#### [Problem to solve]
Go line by line through the data below and work out how many lines contain "profile"; the answer is that number alone.

Raw data below:

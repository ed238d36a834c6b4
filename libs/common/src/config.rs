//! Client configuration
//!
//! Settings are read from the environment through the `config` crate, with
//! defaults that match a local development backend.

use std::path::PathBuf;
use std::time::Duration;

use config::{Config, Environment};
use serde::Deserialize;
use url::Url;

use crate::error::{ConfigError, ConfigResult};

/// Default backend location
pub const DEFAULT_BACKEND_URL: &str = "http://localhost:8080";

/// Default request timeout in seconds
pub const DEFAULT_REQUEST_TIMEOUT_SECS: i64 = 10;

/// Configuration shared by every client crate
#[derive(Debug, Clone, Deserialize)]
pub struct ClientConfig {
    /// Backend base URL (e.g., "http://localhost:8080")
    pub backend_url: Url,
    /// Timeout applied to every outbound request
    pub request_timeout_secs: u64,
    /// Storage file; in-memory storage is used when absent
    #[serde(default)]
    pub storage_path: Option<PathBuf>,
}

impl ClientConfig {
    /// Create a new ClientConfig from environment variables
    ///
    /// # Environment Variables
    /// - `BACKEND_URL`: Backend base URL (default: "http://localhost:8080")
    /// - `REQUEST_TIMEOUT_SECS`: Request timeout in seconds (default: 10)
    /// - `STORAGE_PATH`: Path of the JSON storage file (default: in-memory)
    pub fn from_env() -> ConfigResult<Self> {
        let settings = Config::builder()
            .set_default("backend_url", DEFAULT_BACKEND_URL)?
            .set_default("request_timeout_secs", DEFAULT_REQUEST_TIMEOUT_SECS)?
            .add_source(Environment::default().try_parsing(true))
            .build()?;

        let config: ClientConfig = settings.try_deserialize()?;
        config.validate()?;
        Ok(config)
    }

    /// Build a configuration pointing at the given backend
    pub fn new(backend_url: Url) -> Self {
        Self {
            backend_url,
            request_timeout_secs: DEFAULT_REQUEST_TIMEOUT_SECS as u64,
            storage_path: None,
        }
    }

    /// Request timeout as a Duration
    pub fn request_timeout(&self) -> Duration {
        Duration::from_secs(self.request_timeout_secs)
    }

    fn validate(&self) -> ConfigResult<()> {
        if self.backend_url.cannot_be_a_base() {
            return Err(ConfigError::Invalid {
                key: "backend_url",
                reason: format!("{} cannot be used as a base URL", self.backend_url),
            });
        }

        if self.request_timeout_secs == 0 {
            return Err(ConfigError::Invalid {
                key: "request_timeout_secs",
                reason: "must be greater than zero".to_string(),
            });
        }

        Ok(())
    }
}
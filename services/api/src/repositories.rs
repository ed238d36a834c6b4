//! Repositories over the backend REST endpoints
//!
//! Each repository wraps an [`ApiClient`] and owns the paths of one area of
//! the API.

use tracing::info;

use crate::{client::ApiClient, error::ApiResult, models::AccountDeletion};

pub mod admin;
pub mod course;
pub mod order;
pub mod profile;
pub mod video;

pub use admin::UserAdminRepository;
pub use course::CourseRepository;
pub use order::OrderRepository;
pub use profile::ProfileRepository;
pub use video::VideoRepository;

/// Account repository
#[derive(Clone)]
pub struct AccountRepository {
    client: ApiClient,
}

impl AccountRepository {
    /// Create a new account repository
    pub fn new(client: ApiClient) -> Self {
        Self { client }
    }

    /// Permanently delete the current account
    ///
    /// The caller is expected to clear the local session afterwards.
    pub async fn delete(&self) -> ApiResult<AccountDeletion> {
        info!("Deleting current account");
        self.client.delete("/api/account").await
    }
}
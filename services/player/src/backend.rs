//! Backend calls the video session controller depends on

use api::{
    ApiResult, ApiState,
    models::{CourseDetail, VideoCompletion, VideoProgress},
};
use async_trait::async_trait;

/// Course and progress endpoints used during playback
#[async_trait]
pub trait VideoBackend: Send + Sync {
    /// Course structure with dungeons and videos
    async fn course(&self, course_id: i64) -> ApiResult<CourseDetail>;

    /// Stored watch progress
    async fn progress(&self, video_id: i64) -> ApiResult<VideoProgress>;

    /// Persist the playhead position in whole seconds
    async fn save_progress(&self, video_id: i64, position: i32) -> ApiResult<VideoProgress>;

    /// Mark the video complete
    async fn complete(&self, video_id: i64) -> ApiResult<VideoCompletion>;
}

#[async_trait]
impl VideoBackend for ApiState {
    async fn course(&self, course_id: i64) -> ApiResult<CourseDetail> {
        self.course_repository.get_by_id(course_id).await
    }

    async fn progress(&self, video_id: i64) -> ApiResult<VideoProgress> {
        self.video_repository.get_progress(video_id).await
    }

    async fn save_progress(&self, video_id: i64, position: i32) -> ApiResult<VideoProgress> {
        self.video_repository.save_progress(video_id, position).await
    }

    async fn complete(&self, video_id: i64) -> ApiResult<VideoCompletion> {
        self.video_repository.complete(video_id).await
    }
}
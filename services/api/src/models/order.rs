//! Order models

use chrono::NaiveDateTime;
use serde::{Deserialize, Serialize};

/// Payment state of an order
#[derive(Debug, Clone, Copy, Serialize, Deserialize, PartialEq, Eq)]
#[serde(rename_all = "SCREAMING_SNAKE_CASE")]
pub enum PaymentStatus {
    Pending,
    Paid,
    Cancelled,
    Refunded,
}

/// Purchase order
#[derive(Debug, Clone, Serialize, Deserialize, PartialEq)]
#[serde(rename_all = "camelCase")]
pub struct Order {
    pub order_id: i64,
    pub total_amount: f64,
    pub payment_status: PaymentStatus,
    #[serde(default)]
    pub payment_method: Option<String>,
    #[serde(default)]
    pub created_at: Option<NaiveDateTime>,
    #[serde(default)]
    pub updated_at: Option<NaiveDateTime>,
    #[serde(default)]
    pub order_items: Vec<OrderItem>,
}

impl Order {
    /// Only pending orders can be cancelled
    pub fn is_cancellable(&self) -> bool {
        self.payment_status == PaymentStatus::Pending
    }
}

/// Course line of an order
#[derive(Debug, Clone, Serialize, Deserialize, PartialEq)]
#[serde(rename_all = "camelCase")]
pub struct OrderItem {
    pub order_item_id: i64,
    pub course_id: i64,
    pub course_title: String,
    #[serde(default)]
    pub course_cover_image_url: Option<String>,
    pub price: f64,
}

End of Raw data.

#### [Task solution]
2